Work request: Please reproduce the entire listing exactly.

Data for the task:
'''
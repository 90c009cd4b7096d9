//! Queued configuration intents.

use crate::domain::{ConfigurationSource, Identity};

/// A typed intent queued for the configuration sink.
///
/// Commands are immutable and queued by value; the queue owns them from
/// enqueue until the single consumer drains them.
#[derive(Debug, Clone)]
pub enum Command {
    /// Apply the configuration carried by a source.
    Update(ConfigurationSource),
    /// Remove the configuration addressed by an identity.
    Delete(Identity),
}

impl Command {
    /// Returns the identity this command targets.
    ///
    /// Used by the queue to coalesce superseded commands.
    pub fn identity(&self) -> &Identity {
        match self {
            Self::Update(source) => source.identity(),
            Self::Delete(identity) => identity,
        }
    }

    /// Returns a short name for log output.
    pub fn kind_name(&self) -> &'static str {
        match self {
            Self::Update(_) => "update",
            Self::Delete(_) => "delete",
        }
    }
}
//! # Conflux Core
//!
//! The core engine of the Conflux configuration provisioning pipeline.
//!
//! Conflux detects configuration-bearing artifacts scattered across a
//! running component ecosystem (files, byte streams, in-registry objects)
//! and converts them into canonical key/value configuration sets applied to
//! a central configuration store. This crate provides the resolution half
//! of that pipeline; the queueing half lives in `conflux-runtime`.
//!
//! ## Architecture Layers
//!
//! - **Domain model** ([`domain`]): [`Identity`], [`Metadata`],
//!   [`ConfigDictionary`], [`ConfigurationSource`], [`Command`], the
//!   vocabulary shared by detectors, adapters and the sink.
//! - **Specification algebra** ([`spec`]): composable predicates
//!   ([`TypeSpec`], [`FilterSpec`], [`AllOf`], [`AnyOf`], [`Not`]) that
//!   adapters use to advertise what they accept.
//! - **Adapters** ([`adapter`], [`registry`]): stateless transformations
//!   selected and chained by the [`AdapterRegistry`] until a payload
//!   becomes a [`ConfigDictionary`].
//!
//! ## Data Flow
//!
//! ```text
//! ┌──────────┐    ┌───────────────────┐    ┌─────────────────┐
//! │ Detector │───▶│ AdapterRegistry   │───▶│ ConfigDictionary│
//! │ (files,  │    │ spec match + chain│    │ + provenance    │
//! │ registry)│    └───────────────────┘    └─────────────────┘
//! └──────────┘         file → bytes → dictionary
//! ```
//!
//! Detectors produce a [`ConfigurationSource`]; the registry resolves an
//! adapter chain for its payload; the resulting dictionary is applied to
//! the configuration sink by the command processor in `conflux-runtime`.

pub mod adapter;
pub mod domain;
pub mod error;
pub mod keys;
pub mod payload;
pub mod registry;
pub mod spec;

// Re-export domain types
pub use domain::{Command, ConfigDictionary, ConfigurationSource, Identity, IdentityKind, Metadata};

// Re-export pipeline types
pub use adapter::{Adapted, Adapter, FnAdapter, Stamped};
pub use error::{AdaptError, AdaptResult, SpecError, SpecResult};
pub use payload::Payload;
pub use registry::{Adaptation, AdapterRegistry, DEFAULT_MAX_CHAIN_HOPS};
pub use spec::{AllOf, AnyOf, BoxedSpecification, FilterSpec, Not, Specification, TypeSpec};

/// Prelude for common imports.
pub mod prelude {
    pub use super::adapter::{Adapted, Adapter, FnAdapter};
    pub use super::domain::{
        Command, ConfigDictionary, ConfigurationSource, Identity, IdentityKind, Metadata,
    };
    pub use super::payload::Payload;
    pub use super::registry::{Adaptation, AdapterRegistry};
    pub use super::spec::{AllOf, AnyOf, FilterSpec, Not, Specification, TypeSpec};
}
'''
Your solution:
repository 90c009cd4b7096d9
//! Queued configuration intents.

use crate::domain::{ConfigurationSource, Identity};

/// A typed intent queued for the configuration sink.
///
/// Commands are immutable and queued by value; the queue owns them from
/// enqueue until the single consumer drains them.
#[derive(Debug, Clone)]
pub enum Command {
    /// Apply the configuration carried by a source.
    Update(ConfigurationSource),
    /// Remove the configuration addressed by an identity.
    Delete(Identity),
}

impl Command {
    /// Returns the identity this command targets.
    ///
    /// Used by the queue to coalesce superseded commands.
    pub fn identity(&self) -> &Identity {
        match self {
            Self::Update(source) => source.identity(),
            Self::Delete(identity) => identity,
        }
    }

    /// Returns a short name for log output.
    pub fn kind_name(&self) -> &'static str {
        match self {
            Self::Update(_) => "update",
            Self::Delete(_) => "delete",
        }
    }
}
//! # Conflux Core
//!
//! The core engine of the Conflux configuration provisioning pipeline.
//!
//! Conflux detects configuration-bearing artifacts scattered across a
//! running component ecosystem (files, byte streams, in-registry objects)
//! and converts them into canonical key/value configuration sets applied to
//! a central configuration store. This crate provides the resolution half
//! of that pipeline; the queueing half lives in `conflux-runtime`.
//!
//! ## Architecture Layers
//!
//! - **Domain model** ([`domain`]): [`Identity`], [`Metadata`],
//!   [`ConfigDictionary`], [`ConfigurationSource`], [`Command`], the
//!   vocabulary shared by detectors, adapters and the sink.
//! - **Specification algebra** ([`spec`]): composable predicates
//!   ([`TypeSpec`], [`FilterSpec`], [`AllOf`], [`AnyOf`], [`Not`]) that
//!   adapters use to advertise what they accept.
//! - **Adapters** ([`adapter`], [`registry`]): stateless transformations
//!   selected and chained by the [`AdapterRegistry`] until a payload
//!   becomes a [`ConfigDictionary`].
//!
//! ## Data Flow
//!
//! ```text
//! ┌──────────┐    ┌───────────────────┐    ┌─────────────────┐
//! │ Detector │───▶│ AdapterRegistry   │───▶│ ConfigDictionary│
//! │ (files,  │    │ spec match + chain│    │ + provenance    │
//! │ registry)│    └───────────────────┘    └─────────────────┘
//! └──────────┘         file → bytes → dictionary
//! ```
//!
//! Detectors produce a [`ConfigurationSource`]; the registry resolves an
//! adapter chain for its payload; the resulting dictionary is applied to
//! the configuration sink by the command processor in `conflux-runtime`.

pub mod adapter;
pub mod domain;
pub mod error;
pub mod keys;
pub mod payload;
pub mod registry;
pub mod spec;

// Re-export domain types
pub use domain::{Command, ConfigDictionary, ConfigurationSource, Identity, IdentityKind, Metadata};

// Re-export pipeline types
pub use adapter::{Adapted, Adapter, FnAdapter, Stamped};
pub use error::{AdaptError, AdaptResult, SpecError, SpecResult};
pub use payload::Payload;
pub use registry::{Adaptation, AdapterRegistry, DEFAULT_MAX_CHAIN_HOPS};
pub use spec::{AllOf, AnyOf, BoxedSpecification, FilterSpec, Not, Specification, TypeSpec};

/// Prelude for common imports.
pub mod prelude {
    pub use super::adapter::{Adapted, Adapter, FnAdapter};
    pub use super::domain::{
        Command, ConfigDictionary, ConfigurationSource, Identity, IdentityKind, Metadata,
    };
    pub use super::payload::Payload;
    pub use super::registry::{Adaptation, AdapterRegistry};
    pub use super::spec::{AllOf, AnyOf, FilterSpec, Not, Specification, TypeSpec};
}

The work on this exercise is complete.